- [Stored data entries]
Segment Open

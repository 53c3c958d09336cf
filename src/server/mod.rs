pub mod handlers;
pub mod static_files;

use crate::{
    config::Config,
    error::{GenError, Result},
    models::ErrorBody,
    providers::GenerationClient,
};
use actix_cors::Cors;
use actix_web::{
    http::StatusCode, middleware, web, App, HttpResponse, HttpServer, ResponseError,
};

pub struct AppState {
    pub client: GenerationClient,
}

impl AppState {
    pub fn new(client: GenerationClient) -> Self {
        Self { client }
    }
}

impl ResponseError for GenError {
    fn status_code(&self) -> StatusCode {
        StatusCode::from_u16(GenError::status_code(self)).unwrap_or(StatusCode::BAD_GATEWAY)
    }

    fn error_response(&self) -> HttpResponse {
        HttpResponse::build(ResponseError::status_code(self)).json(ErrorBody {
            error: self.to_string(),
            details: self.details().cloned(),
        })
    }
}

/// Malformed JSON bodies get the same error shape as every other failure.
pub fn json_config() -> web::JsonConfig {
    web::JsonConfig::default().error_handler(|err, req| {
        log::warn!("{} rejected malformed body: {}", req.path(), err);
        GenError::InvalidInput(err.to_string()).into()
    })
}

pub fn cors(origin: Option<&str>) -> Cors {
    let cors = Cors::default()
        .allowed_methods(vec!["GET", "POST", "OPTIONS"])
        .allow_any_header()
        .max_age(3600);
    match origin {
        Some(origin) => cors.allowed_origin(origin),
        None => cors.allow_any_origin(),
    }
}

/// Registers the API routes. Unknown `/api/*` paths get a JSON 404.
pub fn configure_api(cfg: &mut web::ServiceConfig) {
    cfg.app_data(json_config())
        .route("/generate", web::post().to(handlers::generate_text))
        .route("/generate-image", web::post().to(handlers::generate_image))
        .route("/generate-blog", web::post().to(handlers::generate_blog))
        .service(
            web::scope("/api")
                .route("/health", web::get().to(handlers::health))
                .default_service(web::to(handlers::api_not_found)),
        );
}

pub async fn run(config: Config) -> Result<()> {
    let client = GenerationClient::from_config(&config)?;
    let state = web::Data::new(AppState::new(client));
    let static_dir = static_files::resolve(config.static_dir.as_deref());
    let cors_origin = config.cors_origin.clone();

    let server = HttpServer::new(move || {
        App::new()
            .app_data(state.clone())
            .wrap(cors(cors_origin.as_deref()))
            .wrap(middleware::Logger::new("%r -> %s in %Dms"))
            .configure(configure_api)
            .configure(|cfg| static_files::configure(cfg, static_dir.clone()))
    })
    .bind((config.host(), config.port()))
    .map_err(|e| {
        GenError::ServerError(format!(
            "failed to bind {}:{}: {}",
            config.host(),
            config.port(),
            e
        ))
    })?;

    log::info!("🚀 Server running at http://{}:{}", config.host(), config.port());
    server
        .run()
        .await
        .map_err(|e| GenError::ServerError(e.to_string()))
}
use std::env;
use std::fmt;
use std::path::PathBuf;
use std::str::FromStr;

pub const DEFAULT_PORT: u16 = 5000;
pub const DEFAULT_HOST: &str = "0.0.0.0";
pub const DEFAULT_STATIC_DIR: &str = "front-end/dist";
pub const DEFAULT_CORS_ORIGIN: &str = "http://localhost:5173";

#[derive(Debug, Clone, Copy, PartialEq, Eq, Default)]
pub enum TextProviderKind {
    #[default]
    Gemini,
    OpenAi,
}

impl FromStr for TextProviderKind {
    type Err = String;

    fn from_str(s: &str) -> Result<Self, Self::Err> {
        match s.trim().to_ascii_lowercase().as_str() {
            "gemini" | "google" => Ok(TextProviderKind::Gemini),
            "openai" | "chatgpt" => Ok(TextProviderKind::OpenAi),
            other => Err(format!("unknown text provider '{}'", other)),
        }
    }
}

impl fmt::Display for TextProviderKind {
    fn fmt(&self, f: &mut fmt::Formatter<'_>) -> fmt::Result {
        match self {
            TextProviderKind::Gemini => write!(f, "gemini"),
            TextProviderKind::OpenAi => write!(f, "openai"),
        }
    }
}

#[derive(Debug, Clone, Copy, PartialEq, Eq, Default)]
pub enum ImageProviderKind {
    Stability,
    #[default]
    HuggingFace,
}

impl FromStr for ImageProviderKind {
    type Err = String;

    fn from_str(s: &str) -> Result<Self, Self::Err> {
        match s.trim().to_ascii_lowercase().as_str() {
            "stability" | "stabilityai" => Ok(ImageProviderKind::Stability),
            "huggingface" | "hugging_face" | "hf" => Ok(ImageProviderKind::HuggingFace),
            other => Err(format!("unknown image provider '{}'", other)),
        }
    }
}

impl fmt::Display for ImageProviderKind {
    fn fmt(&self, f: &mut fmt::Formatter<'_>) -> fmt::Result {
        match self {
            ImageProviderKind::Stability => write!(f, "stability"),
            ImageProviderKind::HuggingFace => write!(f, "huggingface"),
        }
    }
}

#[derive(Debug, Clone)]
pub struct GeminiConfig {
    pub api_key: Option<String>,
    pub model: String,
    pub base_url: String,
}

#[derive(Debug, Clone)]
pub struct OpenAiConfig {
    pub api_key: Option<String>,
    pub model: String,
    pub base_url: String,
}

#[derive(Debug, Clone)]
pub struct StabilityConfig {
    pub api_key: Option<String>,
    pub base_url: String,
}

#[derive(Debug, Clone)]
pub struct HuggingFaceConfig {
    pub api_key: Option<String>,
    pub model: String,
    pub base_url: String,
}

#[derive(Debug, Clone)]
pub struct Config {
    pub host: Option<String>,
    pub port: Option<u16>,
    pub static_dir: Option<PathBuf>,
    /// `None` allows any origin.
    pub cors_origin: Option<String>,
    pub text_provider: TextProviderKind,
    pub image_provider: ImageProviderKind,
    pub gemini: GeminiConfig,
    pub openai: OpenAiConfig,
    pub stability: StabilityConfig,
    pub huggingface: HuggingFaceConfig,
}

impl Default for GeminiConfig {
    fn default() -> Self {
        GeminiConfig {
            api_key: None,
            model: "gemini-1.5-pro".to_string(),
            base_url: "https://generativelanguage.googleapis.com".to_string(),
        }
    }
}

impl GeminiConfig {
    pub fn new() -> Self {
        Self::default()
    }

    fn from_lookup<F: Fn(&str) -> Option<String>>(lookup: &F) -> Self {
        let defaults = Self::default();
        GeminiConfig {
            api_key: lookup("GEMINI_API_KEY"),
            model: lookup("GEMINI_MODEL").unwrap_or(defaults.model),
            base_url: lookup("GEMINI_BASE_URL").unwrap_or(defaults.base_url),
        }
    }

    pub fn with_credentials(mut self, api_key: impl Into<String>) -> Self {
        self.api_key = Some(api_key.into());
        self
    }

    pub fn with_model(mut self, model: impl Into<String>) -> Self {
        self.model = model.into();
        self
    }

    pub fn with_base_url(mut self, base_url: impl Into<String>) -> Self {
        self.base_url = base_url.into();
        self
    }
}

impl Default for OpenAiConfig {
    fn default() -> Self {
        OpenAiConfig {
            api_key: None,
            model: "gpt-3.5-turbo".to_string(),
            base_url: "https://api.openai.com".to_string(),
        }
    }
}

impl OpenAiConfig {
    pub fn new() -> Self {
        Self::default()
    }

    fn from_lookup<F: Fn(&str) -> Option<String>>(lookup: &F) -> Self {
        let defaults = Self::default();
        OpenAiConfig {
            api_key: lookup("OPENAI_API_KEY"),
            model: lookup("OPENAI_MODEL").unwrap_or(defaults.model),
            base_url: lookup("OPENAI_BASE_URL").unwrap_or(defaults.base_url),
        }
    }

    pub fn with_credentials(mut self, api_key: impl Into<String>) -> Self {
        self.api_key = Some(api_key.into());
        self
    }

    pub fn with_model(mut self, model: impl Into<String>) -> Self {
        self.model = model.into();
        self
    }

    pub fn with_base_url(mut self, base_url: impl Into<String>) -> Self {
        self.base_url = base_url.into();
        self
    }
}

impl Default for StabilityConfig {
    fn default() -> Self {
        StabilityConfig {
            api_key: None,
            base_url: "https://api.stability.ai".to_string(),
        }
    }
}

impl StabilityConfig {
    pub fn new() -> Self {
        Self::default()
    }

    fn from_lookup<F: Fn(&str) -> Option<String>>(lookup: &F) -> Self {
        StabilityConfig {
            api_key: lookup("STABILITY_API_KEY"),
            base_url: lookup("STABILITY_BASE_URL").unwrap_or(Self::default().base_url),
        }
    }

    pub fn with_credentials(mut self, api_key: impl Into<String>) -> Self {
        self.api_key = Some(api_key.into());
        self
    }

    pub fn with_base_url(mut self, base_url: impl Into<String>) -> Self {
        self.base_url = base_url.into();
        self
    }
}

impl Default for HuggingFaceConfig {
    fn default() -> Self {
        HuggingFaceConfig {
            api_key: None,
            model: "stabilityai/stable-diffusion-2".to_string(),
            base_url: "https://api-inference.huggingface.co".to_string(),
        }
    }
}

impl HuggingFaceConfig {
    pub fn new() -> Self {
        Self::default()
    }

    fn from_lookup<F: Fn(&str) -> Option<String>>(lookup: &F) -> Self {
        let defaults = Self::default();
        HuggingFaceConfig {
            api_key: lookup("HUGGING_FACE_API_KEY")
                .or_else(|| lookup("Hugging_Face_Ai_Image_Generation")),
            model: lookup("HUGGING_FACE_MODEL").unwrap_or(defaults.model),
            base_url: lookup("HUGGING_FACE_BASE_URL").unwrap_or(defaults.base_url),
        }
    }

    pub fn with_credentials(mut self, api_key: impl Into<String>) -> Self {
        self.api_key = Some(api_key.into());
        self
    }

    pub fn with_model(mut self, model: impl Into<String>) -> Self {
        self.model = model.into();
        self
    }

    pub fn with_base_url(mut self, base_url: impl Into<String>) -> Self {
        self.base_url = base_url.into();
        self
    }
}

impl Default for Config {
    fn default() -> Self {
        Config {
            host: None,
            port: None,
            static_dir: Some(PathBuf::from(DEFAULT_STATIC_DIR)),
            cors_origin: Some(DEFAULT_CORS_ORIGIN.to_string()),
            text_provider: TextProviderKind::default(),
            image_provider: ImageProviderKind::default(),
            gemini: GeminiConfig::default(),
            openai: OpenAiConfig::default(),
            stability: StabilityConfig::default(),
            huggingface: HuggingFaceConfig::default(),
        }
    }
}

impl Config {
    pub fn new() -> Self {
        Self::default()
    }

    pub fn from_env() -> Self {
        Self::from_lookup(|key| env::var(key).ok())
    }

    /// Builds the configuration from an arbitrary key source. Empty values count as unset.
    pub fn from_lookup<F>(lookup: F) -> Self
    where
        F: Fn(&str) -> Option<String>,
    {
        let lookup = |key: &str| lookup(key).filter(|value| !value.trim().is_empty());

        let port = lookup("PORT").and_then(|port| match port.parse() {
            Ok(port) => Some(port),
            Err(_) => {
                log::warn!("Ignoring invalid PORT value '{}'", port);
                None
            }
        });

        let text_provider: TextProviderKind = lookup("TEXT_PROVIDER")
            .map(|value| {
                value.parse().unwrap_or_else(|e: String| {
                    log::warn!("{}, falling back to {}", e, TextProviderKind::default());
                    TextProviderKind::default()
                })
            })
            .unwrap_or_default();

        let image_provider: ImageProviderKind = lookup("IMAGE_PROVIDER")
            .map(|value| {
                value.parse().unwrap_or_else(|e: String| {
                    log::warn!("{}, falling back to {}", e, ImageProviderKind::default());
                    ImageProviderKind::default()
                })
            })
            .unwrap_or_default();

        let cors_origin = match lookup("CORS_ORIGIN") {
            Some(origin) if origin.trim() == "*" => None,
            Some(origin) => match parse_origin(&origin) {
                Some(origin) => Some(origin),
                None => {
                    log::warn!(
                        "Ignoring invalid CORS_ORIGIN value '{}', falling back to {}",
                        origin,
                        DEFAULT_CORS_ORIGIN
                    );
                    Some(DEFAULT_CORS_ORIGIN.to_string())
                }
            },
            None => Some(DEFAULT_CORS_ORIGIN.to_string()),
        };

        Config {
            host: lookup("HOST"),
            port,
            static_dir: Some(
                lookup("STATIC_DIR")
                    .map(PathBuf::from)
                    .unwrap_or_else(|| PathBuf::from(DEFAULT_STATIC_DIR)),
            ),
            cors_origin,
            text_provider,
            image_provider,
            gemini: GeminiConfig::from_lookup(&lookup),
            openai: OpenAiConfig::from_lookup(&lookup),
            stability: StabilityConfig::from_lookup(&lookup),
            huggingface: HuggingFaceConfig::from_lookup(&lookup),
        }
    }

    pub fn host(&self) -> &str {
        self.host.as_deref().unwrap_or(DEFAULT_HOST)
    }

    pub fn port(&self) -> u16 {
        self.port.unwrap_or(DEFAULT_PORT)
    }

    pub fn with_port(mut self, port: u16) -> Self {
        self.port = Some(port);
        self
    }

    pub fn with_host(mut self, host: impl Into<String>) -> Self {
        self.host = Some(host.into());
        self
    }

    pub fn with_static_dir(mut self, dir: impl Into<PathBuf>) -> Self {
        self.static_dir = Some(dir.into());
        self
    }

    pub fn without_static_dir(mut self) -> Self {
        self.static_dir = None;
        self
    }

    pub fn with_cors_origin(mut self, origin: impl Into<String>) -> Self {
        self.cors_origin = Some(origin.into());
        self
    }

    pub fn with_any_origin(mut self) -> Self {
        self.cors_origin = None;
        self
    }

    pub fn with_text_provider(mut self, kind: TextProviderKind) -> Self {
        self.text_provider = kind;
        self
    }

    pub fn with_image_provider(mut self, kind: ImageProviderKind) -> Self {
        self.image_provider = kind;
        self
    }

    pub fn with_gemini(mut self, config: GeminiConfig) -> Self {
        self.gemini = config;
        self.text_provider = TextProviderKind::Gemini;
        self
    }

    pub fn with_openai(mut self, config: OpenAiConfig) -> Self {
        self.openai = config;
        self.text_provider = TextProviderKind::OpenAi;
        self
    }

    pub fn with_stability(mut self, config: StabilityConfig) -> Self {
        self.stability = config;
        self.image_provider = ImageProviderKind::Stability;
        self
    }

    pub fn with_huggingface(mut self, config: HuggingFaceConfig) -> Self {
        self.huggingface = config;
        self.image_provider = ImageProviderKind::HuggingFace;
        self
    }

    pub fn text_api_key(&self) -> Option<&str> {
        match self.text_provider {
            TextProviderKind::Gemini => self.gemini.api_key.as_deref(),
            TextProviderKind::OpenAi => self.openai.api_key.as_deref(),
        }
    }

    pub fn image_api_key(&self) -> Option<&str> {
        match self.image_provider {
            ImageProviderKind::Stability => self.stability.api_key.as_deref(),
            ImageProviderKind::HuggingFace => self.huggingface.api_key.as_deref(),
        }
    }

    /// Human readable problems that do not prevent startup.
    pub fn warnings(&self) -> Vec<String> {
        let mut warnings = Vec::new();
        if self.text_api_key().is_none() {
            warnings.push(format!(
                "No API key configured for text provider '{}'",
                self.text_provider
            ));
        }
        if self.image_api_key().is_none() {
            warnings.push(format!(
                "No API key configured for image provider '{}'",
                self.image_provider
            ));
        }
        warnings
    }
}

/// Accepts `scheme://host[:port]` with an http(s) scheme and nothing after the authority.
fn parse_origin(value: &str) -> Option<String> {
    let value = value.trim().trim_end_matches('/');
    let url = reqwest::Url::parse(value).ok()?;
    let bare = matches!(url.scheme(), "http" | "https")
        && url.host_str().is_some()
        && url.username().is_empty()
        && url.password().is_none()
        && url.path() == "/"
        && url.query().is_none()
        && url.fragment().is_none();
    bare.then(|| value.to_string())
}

Segment Closed

Copy the entries above exactly, but only from the line holding "self.huggingface = config;" through the line holding "pub fn image_api_key(&self)", both included.

        self.huggingface = config;
        self.image_provider = ImageProviderKind::HuggingFace;
        self
    }

    pub fn text_api_key(&self) -> Option<&str> {
        match self.text_provider {
            TextProviderKind::Gemini => self.gemini.api_key.as_deref(),
            TextProviderKind::OpenAi => self.openai.api_key.as_deref(),
        }
    }

    pub fn image_api_key(&self) -> Option<&str> {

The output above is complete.